EXERCISE AIM: For the entries below, report every line that includes the word "true".

Data excerpts:
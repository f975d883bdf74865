use serde_json::Value;

use super::error::FilterError;
use super::types::{is_valid_identifier, FilterOp, FilterWhereOptions};

/// Compiles a JSON condition tree into a parameterized SQL predicate.
pub struct FilterWhere {
    param_values: Vec<Value>,
    param_index: usize,
}

impl FilterWhere {
    fn new(starting_param_index: usize) -> Self {
        Self {
            param_values: vec![],
            param_index: starting_param_index,
        }
    }

    pub fn generate(
        where_data: &Value,
        starting_param_index: usize,
        options: &FilterWhereOptions,
    ) -> Result<(String, Vec<Value>), FilterError> {
        let mut builder = Self::new(starting_param_index);
        let mut parts = builder.soft_delete_conditions(options);
        let compiled = builder.compile(where_data)?;
        if !compiled.is_empty() {
            parts.push(compiled);
        }
        let clause = if parts.is_empty() {
            "1=1".to_string()
        } else {
            parts.join(" AND ")
        };
        Ok((clause, builder.param_values))
    }

    pub fn generate_empty(options: &FilterWhereOptions) -> (String, Vec<Value>) {
        let builder = Self::new(0);
        let parts = builder.soft_delete_conditions(options);
        let clause = if parts.is_empty() {
            "1=1".to_string()
        } else {
            parts.join(" AND ")
        };
        (clause, vec![])
    }

    pub fn validate(where_data: &Value) -> Result<(), FilterError> {
        match where_data {
            Value::Null | Value::Object(_) => Ok(()),
            _ => Err(FilterError::InvalidWhereClause(
                "WHERE must be an object".to_string(),
            )),
        }
    }

    fn soft_delete_conditions(&self, options: &FilterWhereOptions) -> Vec<String> {
        if options.include_deleted {
            vec![]
        } else {
            vec!["\"deleted_at\" IS NULL".to_string()]
        }
    }

    /// Compile one condition tree; returns "" for an empty object
    fn compile(&mut self, where_data: &Value) -> Result<String, FilterError> {
        match where_data {
            Value::Null => Ok(String::new()),
            Value::Object(obj) => {
                let mut parts = Vec::new();
                for (key, value) in obj {
                    if key.starts_with('$') {
                        parts.push(self.compile_logical(key, value)?);
                    } else {
                        parts.push(self.compile_field(key, value)?);
                    }
                }
                Ok(parts.join(" AND "))
            }
            _ => Err(FilterError::InvalidWhereClause(
                "Unsupported WHERE format".to_string(),
            )),
        }
    }

    fn compile_logical(&mut self, op: &str, value: &Value) -> Result<String, FilterError> {
        match op {
            "$and" | "$or" => {
                let arr = value.as_array().ok_or_else(|| {
                    FilterError::InvalidOperatorData(format!("{} requires an array", op))
                })?;
                if arr.is_empty() {
                    return Err(FilterError::InvalidOperatorData(format!(
                        "{} requires a non-empty array",
                        op
                    )));
                }
                let mut parts = Vec::new();
                for v in arr {
                    parts.push(format!("({})", self.compile(v)?));
                }
                let joiner = if op == "$and" { " AND " } else { " OR " };
                Ok(parts.join(joiner))
            }
            "$not" => Ok(format!("NOT ({})", self.compile(value)?)),
            other => Err(FilterError::UnsupportedOperator(other.to_string())),
        }
    }

    fn compile_field(&mut self, field: &str, value: &Value) -> Result<String, FilterError> {
        if !is_valid_identifier(field) {
            return Err(FilterError::InvalidColumn(field.to_string()));
        }

        if let Value::Object(obj) = value {
            let mut parts = Vec::new();
            for (op_key, op_val) in obj {
                let op = Self::map_operator(op_key)?;
                parts.push(self.condition_sql(field, op, op_val)?);
            }
            Ok(parts.join(" AND "))
        } else {
            // Implicit equality: { field: value }
            self.condition_sql(field, FilterOp::Eq, value)
        }
    }

    fn map_operator(op_key: &str) -> Result<FilterOp, FilterError> {
        Ok(match op_key {
            "$eq" => FilterOp::Eq,
            "$ne" | "$neq" => FilterOp::Ne,
            "$gt" => FilterOp::Gt,
            "$gte" => FilterOp::Gte,
            "$lt" => FilterOp::Lt,
            "$lte" => FilterOp::Lte,
            "$like" => FilterOp::Like,
            "$nlike" => FilterOp::NLike,
            "$ilike" => FilterOp::ILike,
            "$in" => FilterOp::In,
            "$nin" => FilterOp::NIn,
            "$between" => FilterOp::Between,
            "$null" => FilterOp::Null,
            other => return Err(FilterError::UnsupportedOperator(other.to_string())),
        })
    }

    fn condition_sql(
        &mut self,
        column: &str,
        op: FilterOp,
        data: &Value,
    ) -> Result<String, FilterError> {
        let col = format!("\"{}\"", column);
        match op {
            FilterOp::Eq => {
                if data.is_null() {
                    Ok(format!("{} IS NULL", col))
                } else {
                    Ok(format!("{} = {}", col, self.param(data.clone())))
                }
            }
            FilterOp::Ne => {
                if data.is_null() {
                    Ok(format!("{} IS NOT NULL", col))
                } else {
                    Ok(format!("{} <> {}", col, self.param(data.clone())))
                }
            }
            FilterOp::Gt => Ok(format!("{} > {}", col, self.param(data.clone()))),
            FilterOp::Gte => Ok(format!("{} >= {}", col, self.param(data.clone()))),
            FilterOp::Lt => Ok(format!("{} < {}", col, self.param(data.clone()))),
            FilterOp::Lte => Ok(format!("{} <= {}", col, self.param(data.clone()))),
            FilterOp::Like => Ok(format!("{} LIKE {}", col, self.param(data.clone()))),
            FilterOp::NLike => Ok(format!("{} NOT LIKE {}", col, self.param(data.clone()))),
            FilterOp::ILike => Ok(format!("{} ILIKE {}", col, self.param(data.clone()))),
            FilterOp::In | FilterOp::NIn => {
                let negate = op == FilterOp::NIn;
                if let Value::Array(values) = data {
                    if values.is_empty() {
                        // IN () matches nothing; NOT IN () matches everything
                        return Ok(if negate { "1=1" } else { "1=0" }.to_string());
                    }
                    let params: Vec<String> =
                        values.iter().map(|v| self.param(v.clone())).collect();
                    let kw = if negate { "NOT IN" } else { "IN" };
                    Ok(format!("{} {} ({})", col, kw, params.join(", ")))
                } else {
                    Err(FilterError::InvalidOperatorData(
                        "$in/$nin require an array".to_string(),
                    ))
                }
            }
            FilterOp::Between => {
                if let Value::Array(values) = data {
                    if values.len() != 2 {
                        return Err(FilterError::InvalidOperatorData(
                            "$between requires exactly 2 values".to_string(),
                        ));
                    }
                    Ok(format!(
                        "{} BETWEEN {} AND {}",
                        col,
                        self.param(values[0].clone()),
                        self.param(values[1].clone())
                    ))
                } else {
                    Err(FilterError::InvalidOperatorData(
                        "$between requires an array with 2 values".to_string(),
                    ))
                }
            }
            FilterOp::Null => match data {
                Value::Bool(true) => Ok(format!("{} IS NULL", col)),
                Value::Bool(false) => Ok(format!("{} IS NOT NULL", col)),
                _ => Err(FilterError::InvalidOperatorData(
                    "$null requires a boolean".to_string(),
                )),
            },
        }
    }

    fn param(&mut self, value: Value) -> String {
        self.param_values.push(value);
        self.param_index += 1;
        format!("${}", self.param_index)
    }
}

#[cfg(test)]
mod tests {
    use super::*;
    use serde_json::json;

    fn gen(where_data: Value) -> (String, Vec<Value>) {
        FilterWhere::generate(&where_data, 0, &FilterWhereOptions::default()).unwrap()
    }

    #[test]
    fn implicit_equality() {
        let (sql, params) = gen(json!({ "slug": "delivery" }));
        assert_eq!(sql, "\"deleted_at\" IS NULL AND \"slug\" = $1");
        assert_eq!(params, vec![json!("delivery")]);
    }

    #[test]
    fn null_equality_becomes_is_null() {
        let (sql, params) = gen(json!({ "parent_id": null }));
        assert!(sql.ends_with("\"parent_id\" IS NULL"));
        assert!(params.is_empty());
    }

    #[test]
    fn operators_compile_with_positional_params() {
        let (sql, params) = gen(json!({
            "stock": { "$gte": 1, "$lt": 100 },
            "brand": { "$in": ["Bosch", "Mann"] }
        }));
        assert!(sql.contains("\"stock\" >= $1"));
        assert!(sql.contains("\"stock\" < $2"));
        assert!(sql.contains("\"brand\" IN ($3, $4)"));
        assert_eq!(params.len(), 4);
    }

    #[test]
    fn logical_or_wraps_subclauses() {
        let (sql, params) = gen(json!({
            "$or": [ { "role": "admin" }, { "role": "editor" } ]
        }));
        assert!(sql.contains("(\"role\" = $1) OR (\"role\" = $2)"));
        assert_eq!(params.len(), 2);
    }

    #[test]
    fn empty_in_matches_nothing() {
        let (sql, _) = gen(json!({ "id": { "$in": [] } }));
        assert!(sql.contains("1=0"));
    }

    #[test]
    fn include_deleted_drops_soft_delete_guard() {
        let opts = FilterWhereOptions {
            include_deleted: true,
        };
        let (sql, _) = FilterWhere::generate(&json!({ "slug": "x" }), 0, &opts).unwrap();
        assert_eq!(sql, "\"slug\" = $1");
    }

    #[test]
    fn rejects_injection_in_column_names() {
        let err = FilterWhere::generate(
            &json!({ "slug\"; drop table pages; --": "x" }),
            0,
            &FilterWhereOptions::default(),
        )
        .unwrap_err();
        assert!(matches!(err, FilterError::InvalidColumn(_)));
    }

    #[test]
    fn rejects_unknown_operator() {
        let err = FilterWhere::generate(
            &json!({ "slug": { "$regex": ".*" } }),
            0,
            &FilterWhereOptions::default(),
        )
        .unwrap_err();
        assert!(matches!(err, FilterError::UnsupportedOperator(_)));
    }
}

RESPONSE TO THE EXERCISE:
                Value::Bool(true) => Ok(format!("{} IS NULL", col)),
            include_deleted: true,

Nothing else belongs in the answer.